"Este livro não é um objeto", projeto de poemas-postais do escritor e jornalista acreano Cesar Garcia Lima, será lançado amanhã (13/09) em São Paulo, na Casa das Rosas - Av. Paulista, 37, Paraíso. Os poemas-postais chegam à cidade após serem lançados no Rio de Janeiro, em Rio Brancoe na OFF FLIP, em Paraty.
A obra reúne vinte poemas ilustrados com imagens diversificadas, de fotos do álbum de família a colagens com motivos cinematográficos. O projeto é mais uma possibilidade artística de reflexão sobre a poesia e sua interação com a pintura, a fotografia, o desenho e o cinema.
A materialidade do livro, que causa inquietação aos autores desde a invenção da tipografia, motivando as vanguardas, é questionada mais uma vez nessa publicação independente. Cada poema-postal pode ser destacado e enviado separadamente ou, ainda, mantido em conjunto.
Os poemas-postais já estão disponíveis no site do escritor, do qual podem ser enviados gratuitamente por e-mail. Ao acessar o site, é possível também fazer o pedido da edição impressa, que custa R$ 30,00.
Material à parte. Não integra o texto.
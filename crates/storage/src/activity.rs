// SPDX-License-Identifier: BUSL-1.1
// Copyright (c) 2026 Alfred Jean LLC

//! Activity files (§4.9, §6): one file per signal source under
//! `<host>/activity/`. A file's mtime is the authoritative liveness signal;
//! its content is advisory (a debug-readable timestamp), never parsed by
//! the idle supervisor. Single-writer (the reporter) / single-reader (the
//! supervisor) — no locking needed (§5 "shared resources").

use std::fs;
use std::path::Path;
use std::time::{SystemTime, UNIX_EPOCH};

use fm_core::HostId;

use crate::layout::Layout;

/// The five activity sources named in §6's persisted layout.
pub const SOURCES: [&str; 5] = ["user", "agent", "ssh", "create", "boot"];

#[derive(Clone)]
pub struct ActivityStore {
    layout: Layout,
}

impl ActivityStore {
    pub fn new(layout: Layout) -> Self {
        Self { layout }
    }

    /// Touches `source`'s activity file for `host_id`, setting its mtime to
    /// now. Content is advisory: the epoch-ms timestamp, for human
    /// debugging only.
    pub fn touch(&self, host_id: &HostId, source: &str, now_epoch_ms: u64) -> std::io::Result<()> {
        let path = self.layout.activity_file(host_id, source);
        if let Some(parent) = path.parent() {
            fs::create_dir_all(parent)?;
        }
        fs::write(&path, now_epoch_ms.to_string())?;
        Ok(())
    }

    /// Reads `source`'s mtime as epoch milliseconds, or `None` if the file
    /// has never been touched.
    pub fn mtime_epoch_ms(&self, host_id: &HostId, source: &str) -> std::io::Result<Option<u64>> {
        let path = self.layout.activity_file(host_id, source);
        match fs::metadata(&path) {
            Ok(meta) => {
                let modified = meta.modified()?;
                let ms = modified
                    .duration_since(UNIX_EPOCH)
                    .unwrap_or_default()
                    .as_millis() as u64;
                Ok(Some(ms))
            }
            Err(e) if e.kind() == std::io::ErrorKind::NotFound => Ok(None),
            Err(e) => Err(e),
        }
    }

    /// Most recent mtime across `sources`, or `None` if none have ever been
    /// touched. Used by the idle supervisor to compute "last activity of
    /// any enabled signal" (§4.9).
    pub fn latest(&self, host_id: &HostId, sources: &[&str]) -> std::io::Result<Option<u64>> {
        let mut latest = None;
        for source in sources {
            if let Some(ms) = self.mtime_epoch_ms(host_id, source)? {
                latest = Some(latest.map_or(ms, |l: u64| l.max(ms)));
            }
        }
        Ok(latest)
    }
}

/// Sets a file's mtime directly (used in tests that need deterministic
/// "idle for N seconds" setups without sleeping).
pub fn set_mtime(path: &Path, epoch_ms: u64) -> std::io::Result<()> {
    let time = SystemTime::UNIX_EPOCH + std::time::Duration::from_millis(epoch_ms);
    let ft = filetime_from_system_time(time);
    filetime_set(path, ft)
}

// Minimal inline mtime-setting via std only (avoids an extra `filetime`
// dependency the teacher's own stack doesn't carry): open for write,
// truncate-free touch, then use `std::fs::File::set_modified` (stable since
// 1.75, matches this workspace's edition/toolchain baseline).
fn filetime_from_system_time(t: SystemTime) -> SystemTime {
    t
}

fn filetime_set(path: &Path, t: SystemTime) -> std::io::Result<()> {
    let f = fs::OpenOptions::new().write(true).open(path)?;
    f.set_modified(t)
}

#[cfg(test)]
mod tests {
    use super::*;
    use tempfile::tempdir;

    #[test]
    fn touch_then_read_back() {
        let dir = tempdir().unwrap();
        let store = ActivityStore::new(Layout::new(dir.path()));
        let host = HostId::new();
        store.touch(&host, "user", 123_000).unwrap();
        let ms = store.mtime_epoch_ms(&host, "user").unwrap().unwrap();
        assert!(ms > 0);
    }

    #[test]
    fn untouched_source_reads_as_none() {
        let dir = tempdir().unwrap();
        let store = ActivityStore::new(Layout::new(dir.path()));
        let host = HostId::new();
        assert_eq!(store.mtime_epoch_ms(&host, "boot").unwrap(), None);
    }

    #[test]
    fn latest_picks_the_max_across_sources() {
        let dir = tempdir().unwrap();
        let store = ActivityStore::new(Layout::new(dir.path()));
        let host = HostId::new();
        store.touch(&host, "user", 1).unwrap();
        set_mtime(&dir.path().join("hosts").join(host.as_str()).join("activity").join("user"), 1_000).unwrap();
        store.touch(&host, "agent", 2).unwrap();
        set_mtime(&dir.path().join("hosts").join(host.as_str()).join("activity").join("agent"), 5_000).unwrap();
        let latest = store.latest(&host, &["user", "agent", "ssh"]).unwrap().unwrap();
        assert_eq!(latest, 5_000);
    }
}
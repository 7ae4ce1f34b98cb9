// SPDX-License-Identifier: BUSL-1.1
// Copyright (c) 2026 Alfred Jean LLC

//! `fm stop` — stop a running host.

use anyhow::{anyhow, Result};
use clap::Args;

use crate::client::DaemonClient;
use crate::output::{format_or_json, OutputFormat};

#[derive(Args)]
pub struct StopArgs {
    /// Host id or name.
    pub host: String,

    /// Take a snapshot immediately before stopping.
    #[arg(long)]
    pub snapshot_first: bool,
}

pub async fn stop(args: StopArgs, format: OutputFormat) -> Result<()> {
    let client = DaemonClient::connect().map_err(|e| anyhow!("{}", e))?;
    let id = client.stop_host(&args.host, args.snapshot_first).await.map_err(|e| anyhow!("{}", e))?;
    let obj = serde_json::json!({ "id": &id });
    format_or_json(format, &obj, || println!("stopped host {}", id))
}
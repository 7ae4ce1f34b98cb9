// SPDX-License-Identifier: BUSL-1.1
// Copyright (c) 2026 Alfred Jean LLC

//! `fm rename` — rename an agent, keeping its session name in lockstep
//! (§C1 invariant 3; the daemon renames the multiplexer session before
//! writing the new descriptor name).

use anyhow::{anyhow, Result};
use clap::Args;

use crate::client::DaemonClient;
use crate::output::{format_or_json, OutputFormat};

#[derive(Args)]
pub struct RenameArgs {
    /// Agent id or current name.
    pub agent: String,

    /// New name.
    pub new_name: String,
}

pub async fn rename(args: RenameArgs, format: OutputFormat) -> Result<()> {
    let client = DaemonClient::connect().map_err(|e| anyhow!("{}", e))?;
    let (id, name) = client.rename(&args.agent, &args.new_name).await.map_err(|e| anyhow!("{}", e))?;
    let obj = serde_json::json!({ "id": &id, "name": &name });
    format_or_json(format, &obj, || println!("renamed {} to {}", id, name))
}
Cesar Garcia Lima nasceu em 1964, em Rio Branco. É jornalista pela Faculdade Cásper Líbero, de São Paulo, e Mestre em Literatura Brasileira pela Universidade Federal do Rio de Janeiro.
Atualmente, é professor universitário do curso de Pós-Graduação em Jornalismo Cultural da UERJ e de Cinema da Universidade Estácio de Sá.
Participou de várias antologias poéticas junto ao Cálamo, grupo de pesquisa e criação literária, em São Paulo, e publicou Águas desnecessárias (1997, Nankin Editorial). Promove oficinas literárias, mora no Rio de Janeiro desde 1995 e trabalha também como roteirista de TV. É autor de "Águas desnecessárias" (Nankin Editorial, 1997).
A TERCEIRA MARGEM DA ALMA DE ADÉLIA
Cesar Garcia Lima
Adélia Prado chegou a Parati atenta à condição humana, para ela, “sempre miserável”, recitando os poemas que fizeram dela referência de uma poesia mística e, ao mesmo tempo, carregada de carnalidade. Desde a primeira vez que a vi em público, no MASP, em São Paulo, nos anos 80, é como se uma parente do interior se pusesse inesperadamente em cena, com uma bandeira do Divino nas mãos, com versos livres assumidamente religiosos, mas que não escamoteavam o desejo. Isso trouxe, de alguma maneira, certo alívio para um país cerceado por uma moralidade hipócrita e excessiva reverência para a voz de cada um diante da fé.
Agora, Adélia se coloca desamparada diante da passagem do tempo que branqueou seus cabelos, clamando por Deus. Paradoxalmente, ela remete mais do que nunca ao que é material. À parte seu discurso sobre a falta de sentido do mundo, suas reflexões filosóficas e a busca do simbólico “carregado de afeto”, ainda são as observações mais simples que mostram a voz desconcertante da mineira de Divinópolis que chamaram minha atenção.
É assim que, em Parati, Adélia aponta a "falta de pertença" da família indígena que vende artesanato nas ruas do centro histórico, um contraste com os ventos de politização que caracterizam esta quarta edição da FLIP, cheia de referências à Palestina, invasão do Líbano e dúvidas sobre o futuro de Cuba. A própria Adélia aponta que é impossível rir ao se falar que a invasão do Iraque tem como objetivo implantar a democracia. Mas a poeta busca seu refúgio maior na transcendência, dizendo que o “mistério é constitutivo da nossa natureza”. Com sua escrita caudalosa, Adélia está em busca do que chama de “terceira margem da alma”, referência a Guimarães Rosa, algo como “o mistério do símbolo que tranqüiliza, mas que é melhor não entender”.
Com desconcerto, Adélia diverte a platéia ao dizer que "às vezes é possível cismar com um dedo da própria mão e não se dar conta de que está tendo uma experiência poética ou mística.". É nesse ar doméstico e ao mesmo tempo original que ela resiste, preocupada com a finitude e um pouco mais temerosa do que de costume ao dizer que “o artista verdadeiro tem que nascer velho, para não se confundir com sua própria criação”. Desconfio que, por acreditar na vida eterna, a poeta ainda possa mudar de idéia sobre esse assunto.